What the task asks
In the records that follow, find the line with "filename src/cli/errors.rs"; from there, retype every line exactly through the line with "pub fn code(&self) -> &'static", which also belongs to the answer.

Record set
+++

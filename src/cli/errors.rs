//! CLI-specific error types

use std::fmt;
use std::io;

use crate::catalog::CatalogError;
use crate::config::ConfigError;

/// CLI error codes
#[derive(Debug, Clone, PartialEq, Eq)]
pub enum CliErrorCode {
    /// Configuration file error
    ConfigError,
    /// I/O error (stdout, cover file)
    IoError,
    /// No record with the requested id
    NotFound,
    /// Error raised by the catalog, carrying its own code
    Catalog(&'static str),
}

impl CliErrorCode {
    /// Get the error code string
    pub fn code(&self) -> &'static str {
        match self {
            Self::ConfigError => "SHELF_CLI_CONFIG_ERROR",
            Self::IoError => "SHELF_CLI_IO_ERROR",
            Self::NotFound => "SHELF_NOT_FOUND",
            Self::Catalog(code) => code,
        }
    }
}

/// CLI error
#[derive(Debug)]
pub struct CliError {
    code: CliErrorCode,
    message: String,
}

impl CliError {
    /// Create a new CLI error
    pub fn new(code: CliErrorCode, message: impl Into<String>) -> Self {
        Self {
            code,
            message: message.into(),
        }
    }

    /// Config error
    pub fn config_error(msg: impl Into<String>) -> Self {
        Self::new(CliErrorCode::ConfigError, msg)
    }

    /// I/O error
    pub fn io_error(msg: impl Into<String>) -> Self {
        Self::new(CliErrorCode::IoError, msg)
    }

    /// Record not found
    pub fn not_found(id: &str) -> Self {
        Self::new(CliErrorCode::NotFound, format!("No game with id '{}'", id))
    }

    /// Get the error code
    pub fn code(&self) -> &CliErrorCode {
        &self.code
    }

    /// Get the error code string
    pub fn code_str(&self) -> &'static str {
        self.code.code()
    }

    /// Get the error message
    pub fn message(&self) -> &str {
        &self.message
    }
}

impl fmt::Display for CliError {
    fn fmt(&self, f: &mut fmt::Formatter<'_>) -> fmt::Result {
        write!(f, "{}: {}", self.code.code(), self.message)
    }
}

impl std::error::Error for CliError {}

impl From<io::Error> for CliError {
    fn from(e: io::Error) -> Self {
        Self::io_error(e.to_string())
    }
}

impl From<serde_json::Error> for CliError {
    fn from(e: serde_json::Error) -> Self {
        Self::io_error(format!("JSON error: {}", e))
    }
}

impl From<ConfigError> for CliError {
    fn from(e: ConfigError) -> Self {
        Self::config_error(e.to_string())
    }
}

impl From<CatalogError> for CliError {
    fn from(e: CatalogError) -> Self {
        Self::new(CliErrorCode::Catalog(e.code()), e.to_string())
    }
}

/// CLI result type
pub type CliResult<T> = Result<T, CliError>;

+++

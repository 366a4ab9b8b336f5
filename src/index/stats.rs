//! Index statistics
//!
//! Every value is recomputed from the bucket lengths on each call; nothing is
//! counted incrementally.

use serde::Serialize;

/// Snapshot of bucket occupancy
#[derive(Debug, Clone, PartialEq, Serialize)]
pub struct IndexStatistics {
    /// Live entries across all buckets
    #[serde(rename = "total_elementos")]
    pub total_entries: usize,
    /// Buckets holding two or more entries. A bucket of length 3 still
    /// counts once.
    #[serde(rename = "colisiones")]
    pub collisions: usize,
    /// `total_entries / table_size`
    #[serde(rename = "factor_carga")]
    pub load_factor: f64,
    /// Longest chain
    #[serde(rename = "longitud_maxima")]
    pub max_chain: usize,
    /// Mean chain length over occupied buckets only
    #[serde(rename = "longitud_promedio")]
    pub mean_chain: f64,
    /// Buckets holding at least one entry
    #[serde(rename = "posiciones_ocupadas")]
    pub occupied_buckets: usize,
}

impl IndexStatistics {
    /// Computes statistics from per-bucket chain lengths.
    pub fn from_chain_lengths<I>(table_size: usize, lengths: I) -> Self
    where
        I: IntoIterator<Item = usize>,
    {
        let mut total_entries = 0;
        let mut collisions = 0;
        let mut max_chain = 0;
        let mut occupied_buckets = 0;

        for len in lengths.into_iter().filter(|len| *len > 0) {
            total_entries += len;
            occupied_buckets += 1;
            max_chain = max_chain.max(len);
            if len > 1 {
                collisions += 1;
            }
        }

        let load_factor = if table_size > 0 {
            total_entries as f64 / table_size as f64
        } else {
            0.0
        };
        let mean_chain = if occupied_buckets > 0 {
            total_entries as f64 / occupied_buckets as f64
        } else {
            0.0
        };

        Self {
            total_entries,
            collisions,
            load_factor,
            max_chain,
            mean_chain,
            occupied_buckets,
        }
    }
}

+++

Expected output
filename src/cli/errors.rs
//! CLI-specific error types

use std::fmt;
use std::io;

use crate::catalog::CatalogError;
use crate::config::ConfigError;

/// CLI error codes
#[derive(Debug, Clone, PartialEq, Eq)]
pub enum CliErrorCode {
    /// Configuration file error
    ConfigError,
    /// I/O error (stdout, cover file)
    IoError,
    /// No record with the requested id
    NotFound,
    /// Error raised by the catalog, carrying its own code
    Catalog(&'static str),
}

impl CliErrorCode {
    /// Get the error code string
    pub fn code(&self) -> &'static str {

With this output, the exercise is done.